My purpose here isn’t to belittle the efforts of scientists but to remind ourselves that the effort we put out is always a function of what we believe possible - faith. Until Roger Bannister ran the four-minute mile in 1954, it was widely considered impossible. Soon after, it became commonplace. We wouldn't find the energy to throw a light switch if we didn't believe in the likelihood of the light going on. We are able to go to extraordinary lengths once we know something we want is possible to us. The pioneer, in the absence of such certainty, is acting to a great extent on faith which is why we attribute such virtue to important pioneering efforts. When our energy is low, we often experience our body as a heavy, opaque slab of meat. Yet there are high-energy moments when we feel light as a feather and alive throughout. The amount of effort needed to make the body alive with contemplation and extrapolation and analogous to massive parallel processing in computers, is tremendous. And the only way to generate unprecedented levels of effort is to believe in what one is seeking and in the potential of thought itself. In other words, as already said, one must believe in our capacity for higher levels of thought, our inherent genius, and in the worthwhileness of what there is to discover.

One cannot overestimate the difficulty of sustaining our attention on anything at all. Anyone who has studied the dynamics of attention (and few pursuits are more elusive) has come to realize that our awareness consists of micro-connections between ourselves and the objects of our attention - connections that endure for the tiniest fraction of a second. The illusion of continuous attention is analogous to that of steady illumination in light bulbs that actually flicker at 60 cycles per second and the continuity of action in moving pictures that flash on the cinema screen at around 16 frames per second.

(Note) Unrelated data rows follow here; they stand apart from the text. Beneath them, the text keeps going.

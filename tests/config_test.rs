//! Configuration loading tests

use secrecy::ExposeSecret;
use std::io::Write;
use tempfile::NamedTempFile;
use zha_exporter::config::{Config, Overrides};

fn config_file(contents: &str) -> NamedTempFile {
    let mut file = tempfile::Builder::new()
        .suffix(".toml")
        .tempfile()
        .expect("Failed to create temp file");
    file.write_all(contents.as_bytes()).unwrap();
    file
}

fn path(file: &NamedTempFile) -> &str {
    file.path().to_str().unwrap()
}

#[test]
fn test_default_config_file_loads() {
    let config = Config::load("config/Default.toml").expect("Failed to load default config");
    assert_eq!(config.homeassistant.port, 8123);
}

#[test]
fn test_full_config() {
    // Given: A config file setting every option
    let file = config_file(
        r#"
        [homeassistant]
        hostname = "hass.lan"
        port = 8443
        token = "abc"
        use_tls = true
        verify_ssl = false
        request_timeout_seconds = 5

        [metrics]
        scrape_interval_seconds = 15
        "#,
    );

    // When: Loading
    let config = Config::load(path(&file)).expect("Failed to load config");

    // Then: All values are taken from the file
    let hass = &config.homeassistant;
    assert_eq!(hass.hostname, "hass.lan");
    assert_eq!(hass.port, 8443);
    assert_eq!(hass.token.expose_secret(), "abc");
    assert!(hass.use_tls);
    assert!(!hass.verify_ssl);
    assert_eq!(hass.request_timeout().as_secs(), 5);
    assert_eq!(hass.websocket_url(), "wss://hass.lan:8443/api/websocket");
    assert_eq!(config.metrics.scrape_interval_seconds, 15);
}

#[test]
fn test_defaults_apply() {
    // Given: Only a token
    let file = config_file("[homeassistant]\ntoken = \"abc\"\n");

    // When: Loading
    let config = Config::load(path(&file)).unwrap();

    // Then: Defaults fill the rest
    assert_eq!(config.homeassistant.hostname, "homeassistant.local");
    assert_eq!(config.homeassistant.port, 8123);
    assert!(!config.homeassistant.use_tls);
    assert!(config.homeassistant.verify_ssl);
    assert_eq!(config.homeassistant.request_timeout_seconds, 30);
    assert_eq!(config.metrics.scrape_interval_seconds, 60);
    assert_eq!(
        config.homeassistant.websocket_url(),
        "ws://homeassistant.local:8123/api/websocket"
    );
}

#[test]
fn test_port_as_string() {
    let file = config_file("[homeassistant]\nport = \"8124\"\ntoken = \"abc\"\n");

    let config = Config::load(path(&file)).unwrap();

    assert_eq!(config.homeassistant.port, 8124);
}

#[test]
fn test_invalid_port_rejected() {
    for port in ["\"not-a-port\"", "70000", "0"] {
        let file = config_file(&format!("[homeassistant]\nport = {}\ntoken = \"abc\"\n", port));

        let result = Config::load(path(&file));

        assert!(result.is_err(), "port {} should be rejected", port);
    }
}

#[test]
fn test_zero_intervals_rejected() {
    // Given: A zero read timeout, then a zero scrape interval
    for body in [
        "[homeassistant]\ntoken = \"abc\"\nrequest_timeout_seconds = 0\n",
        "[homeassistant]\ntoken = \"abc\"\n[metrics]\nscrape_interval_seconds = 0\n",
    ] {
        let file = config_file(body);

        // When: Loading
        let err = Config::load(path(&file)).unwrap_err();

        // Then: The offending setting is named
        assert!(format!("{:#}", err).contains("_seconds must be at least 1"), "{:#}", err);
    }
}

#[test]
fn test_missing_section_is_reported() {
    let file = config_file("[metrics]\nscrape_interval_seconds = 10\n");

    let err = Config::load(path(&file)).unwrap_err();

    assert!(format!("{:#}", err).contains("homeassistant"));
}

#[test]
fn test_missing_token_is_reported() {
    let file = config_file("[homeassistant]\nhostname = \"hass.lan\"\n");

    let err = Config::load(path(&file)).unwrap_err();

    assert!(format!("{:#}", err).contains("token"));
}

#[test]
fn test_unknown_key_is_rejected() {
    let file = config_file("[homeassistant]\ntoken = \"abc\"\napi_key = \"typo\"\n");

    assert!(Config::load(path(&file)).is_err());
}

#[test]
fn test_overrides_take_precedence() {
    // Given: A file and command-line overrides
    let file = config_file("[homeassistant]\nhostname = \"file.lan\"\nport = 1000\ntoken = \"file\"\n");
    let overrides = Overrides {
        hostname: Some("cli.lan".to_string()),
        port: Some(2000),
        token: Some("cli".to_string()),
    };

    // When: Loading with overrides
    let config = Config::load_with_overrides(path(&file), overrides).unwrap();

    // Then: The command line wins
    assert_eq!(config.homeassistant.hostname, "cli.lan");
    assert_eq!(config.homeassistant.port, 2000);
    assert_eq!(config.homeassistant.token.expose_secret(), "cli");
}

#[test]
fn test_overrides_without_file() {
    let overrides = Overrides {
        token: Some("cli".to_string()),
        ..Default::default()
    };

    let config = Config::load_with_overrides("does/not/exist.toml", overrides).unwrap();

    assert_eq!(config.homeassistant.hostname, "homeassistant.local");
    assert_eq!(config.homeassistant.token.expose_secret(), "cli");
}

#[test]
fn test_token_is_not_printed() {
    let file = config_file("[homeassistant]\ntoken = \"super-secret\"\n");

    let config = Config::load(path(&file)).unwrap();

    assert!(!format!("{:?}", config).contains("super-secret"));
}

The act of meditation or sustained contemplation, in its many forms, is basically an effort to stabilize attention so as to allow consciousness to form, circulating in more orderly manner in conformity with the human form. With time, more and more of ourselves is embraced with this act until the whole body becomes engaged in this effort of attention.

This is an effort with which humans have been engaged from the dawn of time, an attempt to bring more and better quality energy (e.g., intellectual, emotional, motor, sexual) to the point of observation in order to prolong our participation in the “eternal present” and allowing us to experience more of reality. The duration and quality of attention necessary to actually perceive the enormous number of subtle attributes inherent in any substance or phenomenon and integrate that data in our mind in order to extrapolate beyond direct perception requires a sustained level of effort quite impossible to imagine.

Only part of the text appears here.